Using the records below, filter for lines that contain the string "into" and copy them out.

*** Opening Data to examine ***

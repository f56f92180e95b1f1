/// Raw unsigned storage for one half of a word.
pub trait HalfBits: Copy {
    fn to_bits(self) -> u64;
    /// Bits above the half's width are dropped by the `merge` that consumes the result.
    fn from_bits(bits: u64) -> Self;
}

macro_rules! half_bits_impl {
    ($($t:ty)*) => {
        $(
            impl HalfBits for $t {
                fn to_bits(self) -> u64 {
                    u64::from(self)
                }
                fn from_bits(bits: u64) -> Self {
                    bits as $t
                }
            }
        )*
    };
}

half_bits_impl!(u8 u16 u32);

/// A type from which you can query the lower and upper bits
pub trait LowerUpper: Sized {
    /// One half of the bits.
    type Half: HalfBits;
    /// Width of one half. Not always the width of `Half`: a `u8` splits into two nibbles.
    const HALF_BITS: u32;
    /// Returns `(lower, upper)`.
    fn split(&self) -> (Self::Half, Self::Half);
    /// Merges `lower` and `upper` back into `Self`.
    fn merge(lower: Self::Half, upper: Self::Half) -> Self;
}

macro_rules! lower_upper_impl {
    ($($whole:ty => $half:ty, $bits:expr;)*) => {
        $(
            impl LowerUpper for $whole {
                type Half = $half;
                const HALF_BITS: u32 = $bits;
                fn split(&self) -> (Self::Half, Self::Half) {
                    let mask: $whole = (1 << $bits) - 1;
                    ((self & mask) as $half, (self >> $bits) as $half)
                }
                fn merge(lower: Self::Half, upper: Self::Half) -> Self {
                    let mask: $whole = (1 << $bits) - 1;
                    (lower as $whole & mask) | ((upper as $whole & mask) << $bits)
                }
            }
        )*
    };
}

lower_upper_impl! {
    u8 => u8, 4;
    u16 => u8, 8;
    u32 => u16, 16;
    u64 => u32, 32;
}

#[test]
fn test_split_merge() {
    let num = 14_322_534u32;
    let (lower, upper) = num.split();
    let merged: u32 = LowerUpper::merge(lower, upper);
    assert_eq!(num, merged);
}

#[test]
fn test_split_nibbles() {
    assert_eq!(0xA5u8.split(), (0x5, 0xA));
    assert_eq!(<u8 as LowerUpper>::merge(0x5, 0xA), 0xA5);
    // Stray bits above the nibble never leak into the other half.
    assert_eq!(<u8 as LowerUpper>::merge(0xF5, 0x1A), 0xA5);
}

#[test]
fn test_split_wide() {
    let (lower, upper) = (0xFFFF_FFFFu64 << 32).split();
    assert_eq!(lower, 0);
    assert_eq!(upper, 0xFFFF_FFFF);
    assert_eq!(0xBEEFu16.split(), (0xEF, 0xBE));
}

*** Closing Data to examine ***

■ Exercise answer ■
    /// Width of one half. Not always the width of `Half`: a `u8` splits into two nibbles.
    /// Merges `lower` and `upper` back into `Self`.
    // Stray bits above the nibble never leak into the other half.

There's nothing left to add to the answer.